Using PID controls to center robot on target with camera

Using the camera, we can get how many pixels we are off target. Is there a way to feed that into the PID controls and then have the PID controls output into the robotdrive?

As far as I know, in the provided PID function you have to give it a source (such as an encoder), you cannot give it a number. Also, I’m not sure if the PID output works with robotdrive (arcade mode).

Are you programming in the command based style? If so it is actually really easy to do with a PID subsystem.

What do you mean by command based style?

See the WPILib Cookbook located in the Documents area on the WPILib FIRSTForge project:

http://firstforge.wpi.edu/sf/go/doc1297?nav=1

Right now, we are using IterativeRobot.

You will have to create your own PID class that extends the current PID class and override some of the methods to get it to work the way that you want it to.
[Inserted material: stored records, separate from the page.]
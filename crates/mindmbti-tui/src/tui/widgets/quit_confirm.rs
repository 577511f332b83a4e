// Quit confirmation overlay.
//
// Drawn centered on top of everything while `ViewState::confirm_quit` is set.

use ratatui::layout::{Constraint, Flex, Layout, Rect};
use ratatui::style::{Color, Modifier, Style};
use ratatui::text::{Line, Span};
use ratatui::widgets::{Block, Borders, Clear, Paragraph};
use ratatui::Frame;

const DIALOG_WIDTH: u16 = 30;
const DIALOG_HEIGHT: u16 = 4;

pub fn render(frame: &mut Frame, area: Rect) {
    let dialog_area = centered_rect(DIALOG_WIDTH, DIALOG_HEIGHT, area);
    frame.render_widget(Clear, dialog_area);

    let block = Block::default()
        .borders(Borders::ALL)
        .border_style(Style::default().fg(Color::Magenta))
        .title(Span::styled(
            " Quit? ",
            Style::default()
                .fg(Color::Magenta)
                .add_modifier(Modifier::BOLD),
        ));

    let key = |k: &'static str, color: Color| {
        Span::styled(k, Style::default().fg(color).add_modifier(Modifier::BOLD))
    };
    let lines = vec![
        Line::from(" MindMBTI 종료"),
        Line::from(vec![
            Span::raw(" Quit MindMBTI? ("),
            key("y", Color::Green),
            Span::raw("/"),
            key("n", Color::Red),
            Span::raw(")"),
        ]),
    ];

    frame.render_widget(
        Paragraph::new(lines)
            .block(block)
            .style(Style::default().bg(Color::Black)),
        dialog_area,
    );
}

/// Center a `width` x `height` rectangle in `area`, shrinking it to fit.
fn centered_rect(width: u16, height: u16, area: Rect) -> Rect {
    let [vertical] = Layout::vertical([Constraint::Length(height.min(area.height))])
        .flex(Flex::Center)
        .areas(area);
    let [centered] = Layout::horizontal([Constraint::Length(width.min(area.width))])
        .flex(Flex::Center)
        .areas(vertical);
    centered
}

// ---------------------------------------------------------------------------
// Tests
// ---------------------------------------------------------------------------
// One-line notice from the orchestrator, cleared on the next key press.

use ratatui::layout::Rect;
use ratatui::style::{Color, Style};
use ratatui::text::Span;
use ratatui::widgets::Paragraph;
use ratatui::Frame;

use crate::tui::ViewState;

pub fn render(frame: &mut Frame, area: Rect, state: &ViewState) {
    let Some(text) = state.notice.as_deref() else {
        return;
    };
    let paragraph = Paragraph::new(Span::styled(
        format!(" {text}"),
        Style::default().fg(Color::Black).bg(Color::Yellow),
    ))
    .style(Style::default().bg(Color::Yellow));
    frame.render_widget(paragraph, area);
}
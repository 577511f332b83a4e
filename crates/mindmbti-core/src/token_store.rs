// Durable token storage: a single file under the platform data directory.
//
// The API client never touches this; the orchestrator saves the token after
// a successful login and clears it on logout.

use std::fs::OpenOptions;
use std::io::{ErrorKind, Write};
use std::path::{Path, PathBuf};

use directories::ProjectDirs;
use thiserror::Error;
use tracing::debug;

use crate::session::AuthToken;

/// Environment variable that overrides the token file location.
pub const TOKEN_FILE_ENV: &str = "MINDMBTI_TOKEN_FILE";

#[derive(Debug, Error)]
pub enum TokenStoreError {
    #[error("could not determine a data directory for the token file")]
    NoDataDir,

    #[error("token file I/O failed at {path}: {source}")]
    Io {
        path: PathBuf,
        source: std::io::Error,
    },
}

#[derive(Debug, Clone)]
pub struct TokenStore {
    path: PathBuf,
}

impl TokenStore {
    pub fn at(path: impl Into<PathBuf>) -> Self {
        TokenStore { path: path.into() }
    }

    /// `$MINDMBTI_TOKEN_FILE` if set, otherwise `<data_dir>/token`.
    pub fn default_location() -> Result<Self, TokenStoreError> {
        if let Some(path) = std::env::var_os(TOKEN_FILE_ENV) {
            return Ok(TokenStore::at(path));
        }
        let dirs = ProjectDirs::from("", "", "mindmbti").ok_or(TokenStoreError::NoDataDir)?;
        Ok(TokenStore::at(dirs.data_dir().join("token")))
    }

    pub fn path(&self) -> &Path {
        &self.path
    }

    /// Read the stored token. A missing or blank file means "logged out".
    pub fn load(&self) -> Result<Option<AuthToken>, TokenStoreError> {
        match std::fs::read_to_string(&self.path) {
            Ok(text) => Ok(AuthToken::new(text)),
            Err(e) if e.kind() == ErrorKind::NotFound => Ok(None),
            Err(e) => Err(self.io_error(e)),
        }
    }

    pub fn save(&self, token: &AuthToken) -> Result<(), TokenStoreError> {
        if let Some(parent) = self.path.parent() {
            if !parent.as_os_str().is_empty() {
                std::fs::create_dir_all(parent).map_err(|e| self.io_error(e))?;
            }
        }
        let mut file = owner_only_options()
            .open(&self.path)
            .map_err(|e| self.io_error(e))?;
        // The creation mode does not apply to a file that already exists.
        restrict_permissions(&self.path).map_err(|e| self.io_error(e))?;
        file.write_all(token.expose().as_bytes())
            .map_err(|e| self.io_error(e))?;
        debug!(path = %self.path.display(), "token saved");
        Ok(())
    }

    pub fn clear(&self) -> Result<(), TokenStoreError> {
        match std::fs::remove_file(&self.path) {
            Ok(()) => {
                debug!(path = %self.path.display(), "token cleared");
                Ok(())
            }
            Err(e) if e.kind() == ErrorKind::NotFound => Ok(()),
            Err(e) => Err(self.io_error(e)),
        }
    }

    fn io_error(&self, source: std::io::Error) -> TokenStoreError {
        TokenStoreError::Io {
            path: self.path.clone(),
            source,
        }
    }
}

fn owner_only_options() -> OpenOptions {
    let mut options = OpenOptions::new();
    options.write(true).create(true).truncate(true);
    #[cfg(unix)]
    {
        use std::os::unix::fs::OpenOptionsExt;
        options.mode(0o600);
    }
    options
}

#[cfg(unix)]
fn restrict_permissions(path: &Path) -> std::io::Result<()> {
    use std::os::unix::fs::PermissionsExt;
    std::fs::set_permissions(path, std::fs::Permissions::from_mode(0o600))
}

#[cfg(not(unix))]
fn restrict_permissions(_path: &Path) -> std::io::Result<()> {
    Ok(())
}
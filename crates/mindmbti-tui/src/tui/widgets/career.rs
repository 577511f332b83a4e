// Career screen: recommended careers for a type, and advice for the user's
// current job.

use ratatui::layout::Rect;
use ratatui::style::{Modifier, Style};
use ratatui::text::{Line, Span};
use ratatui::Frame;

use mindmbti_app::protocol::RequestSlot;

use super::{bullet_lines, heading, render_body, render_form, request_lines};
use crate::tui::layout::form_and_output;
use crate::tui::ViewState;

pub fn render(frame: &mut Frame, area: Rect, state: &ViewState) {
    let form = &state.career_form;
    let (form_area, output_area) = form_and_output(area, form.fields.len() as u16 + 2);
    render_form(frame, form_area, "직무 매칭", form);

    let mut lines = request_lines(state, RequestSlot::CareerMatch, "불러오는 중...");
    if let Some(matched) = &state.career_match {
        lines.push(heading(format!("{} 추천 직무", matched.mbti_type)));
        lines.extend(bullet_lines(&matched.recommended_careers));
        lines.push(Line::from(""));
    }

    lines.extend(request_lines(state, RequestSlot::CareerAdvice, "생성 중..."));
    if let Some(advice) = &state.career_advice {
        lines.push(heading("커리어 조언"));
        lines.extend(advice.career_advice.lines().map(|l| Line::from(l.to_string())));
        if !advice.strength_strategy.is_empty() {
            lines.push(Line::from(""));
            lines.push(Line::from(Span::styled(
                "강점 활용 전략:",
                Style::default().add_modifier(Modifier::BOLD),
            )));
            lines.extend(
                advice
                    .strength_strategy
                    .lines()
                    .map(|l| Line::from(l.to_string())),
            );
        }
    }

    render_body(frame, output_area, "결과", lines, state.scroll);
}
Can you give me some example code on how to do that?

Unfortunately there isn’t really any example code, and I don’t have any written right now.

A PID takes a setpoint and a processVariable as inputs, and adjusts its output to make the plant’s output (the processVariable) equal to the setpoint.

You want the “how many pixels we are off target” to be zero, right?

So your setpoint would be 0 (zero), and “how many pixels we are off target” is your process variable. The output from the PID would be your drivetrain rotation command (assuming that “how many pixels we are off target” is a measure of aim, not range).

The input of the PID wants a source though, not a number.

http://www.wbrobotics.com/javadoc/edu/wpi/first/wpilibj/PIDSource.html
Create a new class that extends PIDSource and rewrite the pidGet() method to get the offset of the target from 120 and return that value.

Give it a source that always returns zero for the setpoint.

Give it a source that returns “how many pixels we are off target” for the processVariable.

Look through VerticalTurretRotation and HorizontalTurretRotation, that’s how we do it.